▶ Task instructions
Only one stretch of the listing below is wanted. Begin at the line that has "Implementations live in", stop after the line that has "key is taken.", and repeat every line in between exactly.

*** Data for processing

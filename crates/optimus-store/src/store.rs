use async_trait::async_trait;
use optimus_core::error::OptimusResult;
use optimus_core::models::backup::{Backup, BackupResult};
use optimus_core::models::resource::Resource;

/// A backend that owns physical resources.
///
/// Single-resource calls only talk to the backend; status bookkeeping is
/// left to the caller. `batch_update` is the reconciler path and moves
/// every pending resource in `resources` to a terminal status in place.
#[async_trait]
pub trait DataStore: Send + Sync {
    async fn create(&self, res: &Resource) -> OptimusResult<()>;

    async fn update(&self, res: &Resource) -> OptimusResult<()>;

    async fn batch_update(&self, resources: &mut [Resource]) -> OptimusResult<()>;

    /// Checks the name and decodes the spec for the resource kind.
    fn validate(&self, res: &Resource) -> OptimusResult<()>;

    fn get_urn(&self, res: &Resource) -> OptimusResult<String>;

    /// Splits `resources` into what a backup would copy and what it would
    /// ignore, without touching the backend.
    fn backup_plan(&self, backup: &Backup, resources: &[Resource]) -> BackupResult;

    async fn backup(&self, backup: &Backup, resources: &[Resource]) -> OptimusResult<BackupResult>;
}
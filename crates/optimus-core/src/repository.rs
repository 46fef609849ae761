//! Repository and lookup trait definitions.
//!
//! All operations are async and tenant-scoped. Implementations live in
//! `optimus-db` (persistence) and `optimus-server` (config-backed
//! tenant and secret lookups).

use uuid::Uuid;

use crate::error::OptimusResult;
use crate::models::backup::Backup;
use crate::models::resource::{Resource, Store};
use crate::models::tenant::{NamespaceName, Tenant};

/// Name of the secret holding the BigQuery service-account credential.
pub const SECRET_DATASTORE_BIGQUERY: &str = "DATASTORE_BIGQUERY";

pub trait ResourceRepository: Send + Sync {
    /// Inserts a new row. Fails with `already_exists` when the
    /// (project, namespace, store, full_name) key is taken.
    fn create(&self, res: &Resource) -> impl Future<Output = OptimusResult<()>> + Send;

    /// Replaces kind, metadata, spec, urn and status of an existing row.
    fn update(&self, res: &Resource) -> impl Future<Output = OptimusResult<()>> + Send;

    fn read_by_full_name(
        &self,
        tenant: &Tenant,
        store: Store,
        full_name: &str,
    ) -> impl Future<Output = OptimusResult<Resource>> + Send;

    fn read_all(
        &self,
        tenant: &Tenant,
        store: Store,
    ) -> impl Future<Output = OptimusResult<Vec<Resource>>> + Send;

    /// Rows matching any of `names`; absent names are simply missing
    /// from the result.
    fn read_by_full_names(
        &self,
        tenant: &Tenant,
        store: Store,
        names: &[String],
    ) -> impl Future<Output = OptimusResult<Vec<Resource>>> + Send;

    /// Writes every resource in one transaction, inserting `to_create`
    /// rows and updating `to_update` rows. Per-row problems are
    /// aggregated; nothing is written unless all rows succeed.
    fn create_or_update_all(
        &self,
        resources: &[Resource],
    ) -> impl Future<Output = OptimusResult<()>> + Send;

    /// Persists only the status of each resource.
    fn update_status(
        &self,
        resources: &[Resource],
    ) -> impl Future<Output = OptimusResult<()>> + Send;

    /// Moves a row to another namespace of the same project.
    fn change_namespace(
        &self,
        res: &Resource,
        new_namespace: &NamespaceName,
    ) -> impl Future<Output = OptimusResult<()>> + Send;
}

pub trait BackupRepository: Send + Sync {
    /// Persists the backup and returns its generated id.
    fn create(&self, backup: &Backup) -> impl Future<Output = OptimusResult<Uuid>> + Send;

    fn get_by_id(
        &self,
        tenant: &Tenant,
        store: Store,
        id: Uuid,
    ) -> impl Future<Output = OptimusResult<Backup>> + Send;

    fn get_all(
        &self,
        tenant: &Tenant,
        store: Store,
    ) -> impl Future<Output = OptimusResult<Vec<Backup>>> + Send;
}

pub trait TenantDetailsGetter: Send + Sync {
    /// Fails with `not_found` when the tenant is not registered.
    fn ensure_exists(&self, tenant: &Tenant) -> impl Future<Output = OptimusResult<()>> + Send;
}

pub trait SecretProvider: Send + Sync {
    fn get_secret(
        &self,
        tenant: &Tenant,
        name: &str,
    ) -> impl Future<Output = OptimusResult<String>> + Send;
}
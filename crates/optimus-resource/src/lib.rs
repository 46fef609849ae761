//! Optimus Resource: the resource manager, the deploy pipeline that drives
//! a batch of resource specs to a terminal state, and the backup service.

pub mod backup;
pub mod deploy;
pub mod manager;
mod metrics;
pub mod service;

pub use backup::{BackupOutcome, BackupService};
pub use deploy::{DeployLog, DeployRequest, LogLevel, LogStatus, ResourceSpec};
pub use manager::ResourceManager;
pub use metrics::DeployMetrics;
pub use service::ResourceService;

******

▶ The completed task
//! All operations are async and tenant-scoped. Implementations live in
//! `optimus-db` (persistence) and `optimus-server` (config-backed
//! tenant and secret lookups).

use uuid::Uuid;

use crate::error::OptimusResult;
use crate::models::backup::Backup;
use crate::models::resource::{Resource, Store};
use crate::models::tenant::{NamespaceName, Tenant};

/// Name of the secret holding the BigQuery service-account credential.
pub const SECRET_DATASTORE_BIGQUERY: &str = "DATASTORE_BIGQUERY";

pub trait ResourceRepository: Send + Sync {
    /// Inserts a new row. Fails with `already_exists` when the
    /// (project, namespace, store, full_name) key is taken.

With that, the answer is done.